Court of Appeals of Utah

December 20, 2018

State of Utah, Appellee,
v.
Calvin Roger Bell, Appellant.

          Third District Court, Salt Lake Department The Honorable Richard D. McKelvie No. 141905701

          Herschel Bullen, Attorney for Appellant

          Sean D. Reyes and Jonathan S. Bauer, Attorneys for Appellee

          Judge Ryan M. Harris authored this Opinion, in which Judges Michele M. Christiansen Forster and Kate Appleby [1] concurred.

          OPINION

          HARRIS, Judge

         ¶1 A jury convicted Calvin Roger Bell of sexually abusing his girlfriend's three-year-old child (Child). Bell appeals his conviction, asserting that the trial court made two erroneous evidentiary rulings that altered the outcome of his trial. We are unpersuaded by Bell's arguments, and affirm his convictions.

         ¶2 In the summer of 2013, while her mother (Mother) was in a residential drug treatment program, Child disclosed to a staff member there that "her dad" had been "playing sexy" with her. Child was four years old when she made this disclosure. Child had had little contact with her biological father, and the man she referred to as "her dad" was Bell, Mother's live-in boyfriend. Shortly thereafter, Mother arranged for Child Protective Services (CPS) to interview Child. However, Child initially refused to talk to the detective (Detective) assigned to interview her "because he was a boy." Mother later arranged for Child to receive counseling, specifically counseling for sexual abuse and trauma.

         ¶3 In January 2014, Child disclosed to Mother that Bell had once shown her a pornographic video. At that point, Mother asked CPS to interview Child again, and this time Child agreed to speak to Detective. Child described, in detail, the pornographic video that she said Bell showed her. Child also told Detective that "Dad played sexy with me, and I don't like it." Specifically, Child described two incidents, one in which she claimed that Bell put his "weenie" on her "no-no" where "pee" comes out, and another in which she claimed that Bell "pulled down [her] pants" and put his finger "under [her] bum."

         ¶4 After interviewing Child, Detective interviewed Bell, who confirmed that he lived with Mother and Child around the time of the alleged abuse. Bell told Detective that Child called him "Daddy" and that he was the "father figure" in the house. He also admitted to having pornography on his phone and his laptop, and told Detective that he and Mother had created pornographic videos of themselves and that Child had "busted" him and Mother "having sex a couple of times." But Bell denied ever purposefully showing pornography to Child and vehemently denied her other allegations of sexual abuse.

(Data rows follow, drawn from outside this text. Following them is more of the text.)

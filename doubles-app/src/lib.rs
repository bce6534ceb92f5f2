//! # Doubles Application
//!
//! Shared wiring for the two server binaries:
//! - Load configuration from environment
//! - Initialize tracing
//! - Build the in-memory store and service
//! - Start the HTTP server

pub mod config;
pub mod telemetry;

pub use config::{Config, LogFormat, ServiceKind};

         ¶5 Based on Child's statements, the State charged Bell with one count of rape of a child, a first-degree felony; one count of aggravated sexual abuse of a child, a first-degree felony; and one count of dealing in materials harmful to a minor by an adult, a third-degree felony.

         ¶6 Prior to trial, Bell filed a motion seeking production of Child's therapy records. Bell noted that Child had undergone therapy between the time of her first meeting with Detective (when she refused to speak with him) and her second meeting with Detective (when she agreed to be interviewed and identified Bell as her abuser), and argued that Child must have been coached during therapy. The State opposed the motion, arguing that Bell had not met his burden of showing that the records were reasonably certain to contain exculpatory information. The trial court denied Bell's motion, stating that his argument "amounts to no more than speculation."

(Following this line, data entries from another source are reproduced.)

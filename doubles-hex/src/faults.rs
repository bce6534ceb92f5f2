//! Fault injection strategies.
//!
//! A [`FaultInjector`] runs before every resource handler and, when its
//! strategy says so, answers with a simulated upstream failure without
//! touching validation or the store.

use std::collections::VecDeque;
use std::sync::{Arc, Mutex, PoisonError};

use doubles_types::{AppError, FaultStrategy};
use rand::Rng;

/// Never fails. The shipped default.
#[derive(Debug, Clone, Copy, Default)]
pub struct NoFaults;

impl FaultStrategy for NoFaults {
    fn should_fail(&self) -> bool {
        false
    }
}

/// Fails each request independently with a fixed probability.
#[derive(Debug, Clone, Copy)]
pub struct ProbabilisticFaults {
    probability: f64,
}

impl ProbabilisticFaults {
    /// `probability` is clamped to `[0.0, 1.0]`; NaN counts as zero.
    pub fn new(probability: f64) -> Self {
        let probability = if probability.is_nan() {
            0.0
        } else {
            probability.clamp(0.0, 1.0)
        };
        Self { probability }
    }

    pub fn probability(&self) -> f64 {
        self.probability
    }
}

impl FaultStrategy for ProbabilisticFaults {
    fn should_fail(&self) -> bool {
        rand::rng().random::<f64>() < self.probability
    }
}

/// Replays a fixed sequence of verdicts, then stops failing.
#[derive(Debug, Default)]
pub struct ScriptedFaults {
    script: Mutex<VecDeque<bool>>,
}

impl ScriptedFaults {
    pub fn new(script: impl IntoIterator<Item = bool>) -> Self {
        Self {
            script: Mutex::new(script.into_iter().collect()),
        }
    }

    /// Verdicts not yet consumed.
    pub fn remaining(&self) -> usize {
        self.script
            .lock()
            .unwrap_or_else(PoisonError::into_inner)
            .len()
    }
}

impl FaultStrategy for ScriptedFaults {
    fn should_fail(&self) -> bool {
        self.script
            .lock()
            .unwrap_or_else(PoisonError::into_inner)
            .pop_front()
            .unwrap_or(false)
    }
}

/// Shared handle to the active strategy.
#[derive(Clone)]
pub struct FaultInjector {
    strategy: Arc<dyn FaultStrategy>,
}

impl Default for FaultInjector {
    fn default() -> Self {
        Self::disabled()
    }
}

impl std::fmt::Debug for FaultInjector {
    fn fmt(&self, f: &mut std::fmt::Formatter<'_>) -> std::fmt::Result {
        f.debug_struct("FaultInjector").finish_non_exhaustive()
    }
}

impl FaultInjector {
    pub fn new(strategy: impl FaultStrategy) -> Self {
        Self {
            strategy: Arc::new(strategy),
        }
    }

    pub fn disabled() -> Self {
        Self::new(NoFaults)
    }

    pub fn with_probability(probability: f64) -> Self {
        Self::new(ProbabilisticFaults::new(probability))
    }

    pub fn scripted(script: impl IntoIterator<Item = bool>) -> Self {
        Self::new(ScriptedFaults::new(script))
    }

    /// Draws a verdict for one request.
    pub fn check(&self) -> Result<(), AppError> {
        if self.strategy.should_fail() {
            return Err(AppError::UpstreamFailure(
                "Simulated upstream failure".into(),
            ));
        }
        Ok(())
    }
}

         ¶7 Also prior to trial, the State filed a notice of its intent to introduce the video recording of Child's interview with Detective, pursuant to rule 15.5 of the Utah Rules of Criminal Procedure.[2] Bell objected, arguing that the State had not met the requirements of rule 15.5, and asserting that introduction of the recording would violate his Sixth Amendment right to confront witnesses. After a hearing, the court ruled that the recording complied with rule 15.5, and that confrontation was not an issue so long as Child was available to be cross-examined at trial.

         ¶8 At trial, as its first witness, the State called Child to testify in person. Child identified Bell and testified that Bell had lived with her and Mother and that she had called him "Daddy." Child described how Bell had shown her a pornographic video, describing the video in similar detail as she had in her interview with Detective. Child then stated that after the video, Bell "took off his clothes, and then . . . he went up and down on me." Child also described an incident with Bell where "I was on his lap. He put his finger like under my butt, and then, like, did his finger like this," making a hooking or beckoning motion. After the State's direct examination of Child, Bell was able to cross-examine Child without limitation from the court.

         ¶9 The State called Detective as its final witness. Detective testified that, at their first meeting in the summer of 2013, Child did not want to talk to him, so he did not interview her that day, but that at their second meeting, in January 2014, she was willing to talk. Detective described this second interview, and the State asked the court for permission to play the video recording of the interview. Bell renewed his previous objection to the recording's admission, but did not make any ...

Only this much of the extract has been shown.